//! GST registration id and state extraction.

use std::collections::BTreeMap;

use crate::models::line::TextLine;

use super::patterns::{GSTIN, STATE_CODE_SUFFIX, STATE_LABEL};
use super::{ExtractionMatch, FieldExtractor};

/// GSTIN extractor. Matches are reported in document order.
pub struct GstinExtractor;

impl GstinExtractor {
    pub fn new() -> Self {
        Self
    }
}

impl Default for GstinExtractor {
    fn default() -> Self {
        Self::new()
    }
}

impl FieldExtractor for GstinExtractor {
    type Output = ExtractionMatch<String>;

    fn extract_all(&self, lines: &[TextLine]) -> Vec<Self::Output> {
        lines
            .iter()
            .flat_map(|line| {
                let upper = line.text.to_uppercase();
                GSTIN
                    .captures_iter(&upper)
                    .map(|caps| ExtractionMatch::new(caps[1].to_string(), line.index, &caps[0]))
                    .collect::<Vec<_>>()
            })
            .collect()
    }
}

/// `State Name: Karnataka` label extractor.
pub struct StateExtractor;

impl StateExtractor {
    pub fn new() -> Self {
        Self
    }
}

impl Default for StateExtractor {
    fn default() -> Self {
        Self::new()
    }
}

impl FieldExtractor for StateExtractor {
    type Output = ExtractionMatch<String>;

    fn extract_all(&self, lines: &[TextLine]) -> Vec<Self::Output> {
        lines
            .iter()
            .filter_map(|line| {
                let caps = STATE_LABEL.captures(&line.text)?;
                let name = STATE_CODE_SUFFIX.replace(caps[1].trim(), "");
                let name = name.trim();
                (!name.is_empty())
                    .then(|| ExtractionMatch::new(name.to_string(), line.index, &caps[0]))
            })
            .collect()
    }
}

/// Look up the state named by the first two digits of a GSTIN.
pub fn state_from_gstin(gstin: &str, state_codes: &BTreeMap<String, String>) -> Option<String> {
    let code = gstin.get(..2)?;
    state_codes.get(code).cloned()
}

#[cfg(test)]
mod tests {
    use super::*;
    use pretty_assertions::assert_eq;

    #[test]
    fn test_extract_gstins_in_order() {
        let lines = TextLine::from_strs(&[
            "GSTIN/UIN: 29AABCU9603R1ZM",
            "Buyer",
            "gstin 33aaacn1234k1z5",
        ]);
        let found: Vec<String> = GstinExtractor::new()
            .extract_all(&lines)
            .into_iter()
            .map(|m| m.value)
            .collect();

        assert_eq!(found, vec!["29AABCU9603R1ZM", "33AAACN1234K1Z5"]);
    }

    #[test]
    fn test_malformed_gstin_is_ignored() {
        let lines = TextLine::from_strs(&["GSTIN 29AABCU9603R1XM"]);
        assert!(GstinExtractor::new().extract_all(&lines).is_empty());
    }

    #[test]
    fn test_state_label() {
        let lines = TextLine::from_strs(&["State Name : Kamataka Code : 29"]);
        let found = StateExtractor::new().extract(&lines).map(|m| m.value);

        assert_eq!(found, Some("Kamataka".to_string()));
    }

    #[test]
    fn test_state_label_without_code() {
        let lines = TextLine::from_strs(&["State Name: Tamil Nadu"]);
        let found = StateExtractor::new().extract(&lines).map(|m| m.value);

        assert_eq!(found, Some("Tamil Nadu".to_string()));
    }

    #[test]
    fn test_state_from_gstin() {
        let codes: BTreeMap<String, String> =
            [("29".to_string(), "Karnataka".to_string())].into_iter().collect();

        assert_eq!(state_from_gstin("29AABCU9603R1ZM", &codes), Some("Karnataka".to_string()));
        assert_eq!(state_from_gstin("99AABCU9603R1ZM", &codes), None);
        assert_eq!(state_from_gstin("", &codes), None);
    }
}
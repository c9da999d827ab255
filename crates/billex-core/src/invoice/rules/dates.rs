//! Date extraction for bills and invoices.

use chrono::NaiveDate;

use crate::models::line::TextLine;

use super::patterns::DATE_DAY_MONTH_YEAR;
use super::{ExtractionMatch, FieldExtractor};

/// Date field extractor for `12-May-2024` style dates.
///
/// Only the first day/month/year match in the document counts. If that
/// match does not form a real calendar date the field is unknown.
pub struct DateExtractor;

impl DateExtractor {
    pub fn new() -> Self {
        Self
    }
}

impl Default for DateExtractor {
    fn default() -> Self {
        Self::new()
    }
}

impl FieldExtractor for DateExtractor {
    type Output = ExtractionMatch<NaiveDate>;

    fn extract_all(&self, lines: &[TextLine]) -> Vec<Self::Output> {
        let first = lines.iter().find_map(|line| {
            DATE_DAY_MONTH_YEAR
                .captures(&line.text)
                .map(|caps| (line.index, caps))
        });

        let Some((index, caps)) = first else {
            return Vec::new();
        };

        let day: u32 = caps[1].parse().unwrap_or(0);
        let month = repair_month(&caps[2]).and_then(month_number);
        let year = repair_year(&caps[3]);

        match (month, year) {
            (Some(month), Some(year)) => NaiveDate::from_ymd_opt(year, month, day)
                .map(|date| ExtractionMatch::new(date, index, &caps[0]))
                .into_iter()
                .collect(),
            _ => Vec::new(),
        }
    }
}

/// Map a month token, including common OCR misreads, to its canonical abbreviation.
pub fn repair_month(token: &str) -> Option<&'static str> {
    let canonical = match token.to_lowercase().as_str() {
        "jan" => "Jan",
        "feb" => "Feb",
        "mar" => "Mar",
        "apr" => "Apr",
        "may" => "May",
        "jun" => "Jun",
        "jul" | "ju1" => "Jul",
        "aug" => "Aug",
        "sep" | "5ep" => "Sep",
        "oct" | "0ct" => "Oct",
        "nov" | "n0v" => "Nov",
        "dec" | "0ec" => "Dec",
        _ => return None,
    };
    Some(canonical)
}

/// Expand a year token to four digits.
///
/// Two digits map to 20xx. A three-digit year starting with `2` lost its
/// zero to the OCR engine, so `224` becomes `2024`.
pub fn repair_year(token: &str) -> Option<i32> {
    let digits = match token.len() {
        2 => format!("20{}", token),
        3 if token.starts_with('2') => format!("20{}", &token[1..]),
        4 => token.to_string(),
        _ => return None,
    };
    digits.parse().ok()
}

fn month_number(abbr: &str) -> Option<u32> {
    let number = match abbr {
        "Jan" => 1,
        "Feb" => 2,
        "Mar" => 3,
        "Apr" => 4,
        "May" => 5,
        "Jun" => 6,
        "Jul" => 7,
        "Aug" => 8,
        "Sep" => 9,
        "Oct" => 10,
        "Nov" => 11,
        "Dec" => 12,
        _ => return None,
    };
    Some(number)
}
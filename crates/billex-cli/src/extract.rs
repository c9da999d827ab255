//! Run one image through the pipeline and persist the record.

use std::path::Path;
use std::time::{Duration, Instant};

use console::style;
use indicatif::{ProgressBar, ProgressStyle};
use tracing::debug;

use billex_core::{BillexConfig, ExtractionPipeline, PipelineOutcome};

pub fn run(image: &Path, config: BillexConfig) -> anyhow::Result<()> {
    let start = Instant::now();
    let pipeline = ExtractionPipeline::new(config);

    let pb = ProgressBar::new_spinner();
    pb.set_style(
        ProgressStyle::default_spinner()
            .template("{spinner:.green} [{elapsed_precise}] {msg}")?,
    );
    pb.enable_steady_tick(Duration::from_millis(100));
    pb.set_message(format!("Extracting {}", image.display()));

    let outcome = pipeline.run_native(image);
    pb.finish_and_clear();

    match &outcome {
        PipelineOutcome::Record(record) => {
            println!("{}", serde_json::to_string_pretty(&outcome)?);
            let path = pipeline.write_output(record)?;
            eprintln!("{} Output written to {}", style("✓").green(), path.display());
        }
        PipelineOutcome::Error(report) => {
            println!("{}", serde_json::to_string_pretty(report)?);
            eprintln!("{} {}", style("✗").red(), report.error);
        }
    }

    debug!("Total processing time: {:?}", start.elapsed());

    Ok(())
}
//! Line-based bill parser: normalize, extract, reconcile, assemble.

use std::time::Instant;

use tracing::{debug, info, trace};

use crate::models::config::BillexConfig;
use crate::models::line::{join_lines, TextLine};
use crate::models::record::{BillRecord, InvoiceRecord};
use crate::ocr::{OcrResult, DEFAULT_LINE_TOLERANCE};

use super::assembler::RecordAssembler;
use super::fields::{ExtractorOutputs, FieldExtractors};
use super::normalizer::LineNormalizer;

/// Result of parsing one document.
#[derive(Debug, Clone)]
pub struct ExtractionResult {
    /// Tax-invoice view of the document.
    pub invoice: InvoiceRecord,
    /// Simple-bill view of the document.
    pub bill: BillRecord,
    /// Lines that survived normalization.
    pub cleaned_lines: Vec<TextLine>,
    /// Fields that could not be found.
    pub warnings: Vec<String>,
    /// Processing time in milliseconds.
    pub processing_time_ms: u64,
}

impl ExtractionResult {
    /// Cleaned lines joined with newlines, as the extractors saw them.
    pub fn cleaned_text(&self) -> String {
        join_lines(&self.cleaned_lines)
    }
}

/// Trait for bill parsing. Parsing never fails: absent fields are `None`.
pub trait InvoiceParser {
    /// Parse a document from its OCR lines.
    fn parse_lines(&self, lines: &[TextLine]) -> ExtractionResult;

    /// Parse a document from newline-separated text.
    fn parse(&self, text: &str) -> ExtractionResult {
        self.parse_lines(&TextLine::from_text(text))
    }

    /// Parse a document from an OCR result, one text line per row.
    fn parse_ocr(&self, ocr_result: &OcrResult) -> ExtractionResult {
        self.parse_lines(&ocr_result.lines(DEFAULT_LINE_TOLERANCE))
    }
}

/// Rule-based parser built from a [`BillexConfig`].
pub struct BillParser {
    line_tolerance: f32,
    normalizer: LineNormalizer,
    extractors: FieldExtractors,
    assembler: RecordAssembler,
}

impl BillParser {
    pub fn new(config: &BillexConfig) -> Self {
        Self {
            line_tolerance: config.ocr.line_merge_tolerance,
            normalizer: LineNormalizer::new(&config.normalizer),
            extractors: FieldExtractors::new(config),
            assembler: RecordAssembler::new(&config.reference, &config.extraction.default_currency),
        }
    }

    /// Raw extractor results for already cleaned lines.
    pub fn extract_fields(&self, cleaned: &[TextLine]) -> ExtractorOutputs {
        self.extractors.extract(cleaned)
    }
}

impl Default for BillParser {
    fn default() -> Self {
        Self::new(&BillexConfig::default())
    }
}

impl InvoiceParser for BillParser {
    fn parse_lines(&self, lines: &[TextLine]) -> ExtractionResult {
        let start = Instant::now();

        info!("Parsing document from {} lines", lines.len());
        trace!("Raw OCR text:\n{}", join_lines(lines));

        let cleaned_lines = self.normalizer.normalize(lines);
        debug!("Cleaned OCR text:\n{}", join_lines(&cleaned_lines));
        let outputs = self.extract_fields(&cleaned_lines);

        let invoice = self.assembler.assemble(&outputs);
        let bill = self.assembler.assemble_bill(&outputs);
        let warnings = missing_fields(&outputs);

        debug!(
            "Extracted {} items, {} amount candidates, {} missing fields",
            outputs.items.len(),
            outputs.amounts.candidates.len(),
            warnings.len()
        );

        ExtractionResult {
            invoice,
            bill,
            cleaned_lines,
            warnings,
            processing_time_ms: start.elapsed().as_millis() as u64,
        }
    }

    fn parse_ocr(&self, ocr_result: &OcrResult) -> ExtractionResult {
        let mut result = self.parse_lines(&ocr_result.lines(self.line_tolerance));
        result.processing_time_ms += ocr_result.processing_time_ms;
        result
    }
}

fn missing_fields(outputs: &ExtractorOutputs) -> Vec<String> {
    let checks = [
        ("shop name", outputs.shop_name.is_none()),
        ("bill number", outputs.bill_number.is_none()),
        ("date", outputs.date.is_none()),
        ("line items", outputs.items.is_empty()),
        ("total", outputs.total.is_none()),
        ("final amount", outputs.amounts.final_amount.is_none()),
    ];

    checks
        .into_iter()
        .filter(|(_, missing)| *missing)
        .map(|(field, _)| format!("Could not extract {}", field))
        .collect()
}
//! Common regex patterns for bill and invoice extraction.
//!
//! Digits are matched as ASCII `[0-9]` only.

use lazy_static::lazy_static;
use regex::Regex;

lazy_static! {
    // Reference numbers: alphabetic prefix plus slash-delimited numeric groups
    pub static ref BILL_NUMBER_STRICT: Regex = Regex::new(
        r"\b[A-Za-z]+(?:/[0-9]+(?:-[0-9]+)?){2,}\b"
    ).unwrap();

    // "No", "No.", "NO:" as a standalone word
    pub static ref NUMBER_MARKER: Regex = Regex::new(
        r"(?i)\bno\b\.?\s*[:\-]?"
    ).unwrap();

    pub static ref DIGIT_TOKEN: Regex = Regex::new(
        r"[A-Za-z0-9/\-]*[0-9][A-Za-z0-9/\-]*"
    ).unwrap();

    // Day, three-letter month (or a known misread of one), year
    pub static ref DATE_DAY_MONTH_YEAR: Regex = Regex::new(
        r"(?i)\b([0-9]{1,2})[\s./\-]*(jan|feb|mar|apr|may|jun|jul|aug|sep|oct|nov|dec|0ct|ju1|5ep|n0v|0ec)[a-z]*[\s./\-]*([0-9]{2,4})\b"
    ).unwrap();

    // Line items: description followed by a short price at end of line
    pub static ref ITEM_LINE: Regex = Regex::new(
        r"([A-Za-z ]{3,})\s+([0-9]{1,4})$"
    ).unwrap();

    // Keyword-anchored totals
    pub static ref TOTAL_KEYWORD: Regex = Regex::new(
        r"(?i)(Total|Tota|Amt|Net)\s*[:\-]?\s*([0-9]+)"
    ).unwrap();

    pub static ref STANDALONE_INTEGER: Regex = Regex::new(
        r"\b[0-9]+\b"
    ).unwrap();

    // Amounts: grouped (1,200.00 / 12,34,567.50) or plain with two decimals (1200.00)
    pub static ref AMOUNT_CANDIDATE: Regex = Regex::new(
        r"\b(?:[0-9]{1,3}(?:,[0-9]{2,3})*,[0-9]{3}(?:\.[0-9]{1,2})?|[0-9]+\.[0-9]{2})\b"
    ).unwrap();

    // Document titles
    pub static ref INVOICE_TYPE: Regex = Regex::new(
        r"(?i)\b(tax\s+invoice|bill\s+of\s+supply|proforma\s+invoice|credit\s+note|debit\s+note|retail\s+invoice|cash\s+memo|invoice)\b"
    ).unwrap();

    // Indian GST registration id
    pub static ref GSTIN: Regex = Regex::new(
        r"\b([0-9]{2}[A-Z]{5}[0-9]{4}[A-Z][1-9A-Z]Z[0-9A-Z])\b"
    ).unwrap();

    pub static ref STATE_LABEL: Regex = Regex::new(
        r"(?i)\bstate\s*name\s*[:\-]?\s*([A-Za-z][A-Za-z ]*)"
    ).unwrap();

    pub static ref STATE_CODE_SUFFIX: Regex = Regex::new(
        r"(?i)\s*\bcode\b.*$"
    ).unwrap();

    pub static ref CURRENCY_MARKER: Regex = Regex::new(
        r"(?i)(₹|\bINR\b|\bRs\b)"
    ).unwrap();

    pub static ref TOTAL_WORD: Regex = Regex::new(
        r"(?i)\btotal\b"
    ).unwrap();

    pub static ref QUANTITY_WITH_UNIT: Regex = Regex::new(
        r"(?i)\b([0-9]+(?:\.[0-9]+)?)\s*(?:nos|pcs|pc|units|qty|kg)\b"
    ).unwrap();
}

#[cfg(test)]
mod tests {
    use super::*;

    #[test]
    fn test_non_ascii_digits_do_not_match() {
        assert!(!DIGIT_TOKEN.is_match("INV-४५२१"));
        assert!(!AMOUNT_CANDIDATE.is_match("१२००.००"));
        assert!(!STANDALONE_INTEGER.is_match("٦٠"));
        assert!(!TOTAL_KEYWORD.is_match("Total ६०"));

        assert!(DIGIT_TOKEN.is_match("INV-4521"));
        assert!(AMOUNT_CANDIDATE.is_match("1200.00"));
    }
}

--------

The required output is the exact run of lines from the beginning of the records to the line with "(!name.is_empty())", that line included.

▶ **Output**
//! GST registration id and state extraction.

use std::collections::BTreeMap;

use crate::models::line::TextLine;

use super::patterns::{GSTIN, STATE_CODE_SUFFIX, STATE_LABEL};
use super::{ExtractionMatch, FieldExtractor};

/// GSTIN extractor. Matches are reported in document order.
pub struct GstinExtractor;

impl GstinExtractor {
    pub fn new() -> Self {
        Self
    }
}

impl Default for GstinExtractor {
    fn default() -> Self {
        Self::new()
    }
}

impl FieldExtractor for GstinExtractor {
    type Output = ExtractionMatch<String>;

    fn extract_all(&self, lines: &[TextLine]) -> Vec<Self::Output> {
        lines
            .iter()
            .flat_map(|line| {
                let upper = line.text.to_uppercase();
                GSTIN
                    .captures_iter(&upper)
                    .map(|caps| ExtractionMatch::new(caps[1].to_string(), line.index, &caps[0]))
                    .collect::<Vec<_>>()
            })
            .collect()
    }
}

/// `State Name: Karnataka` label extractor.
pub struct StateExtractor;

impl StateExtractor {
    pub fn new() -> Self {
        Self
    }
}

impl Default for StateExtractor {
    fn default() -> Self {
        Self::new()
    }
}

impl FieldExtractor for StateExtractor {
    type Output = ExtractionMatch<String>;

    fn extract_all(&self, lines: &[TextLine]) -> Vec<Self::Output> {
        lines
            .iter()
            .filter_map(|line| {
                let caps = STATE_LABEL.captures(&line.text)?;
                let name = STATE_CODE_SUFFIX.replace(caps[1].trim(), "");
                let name = name.trim();
                (!name.is_empty())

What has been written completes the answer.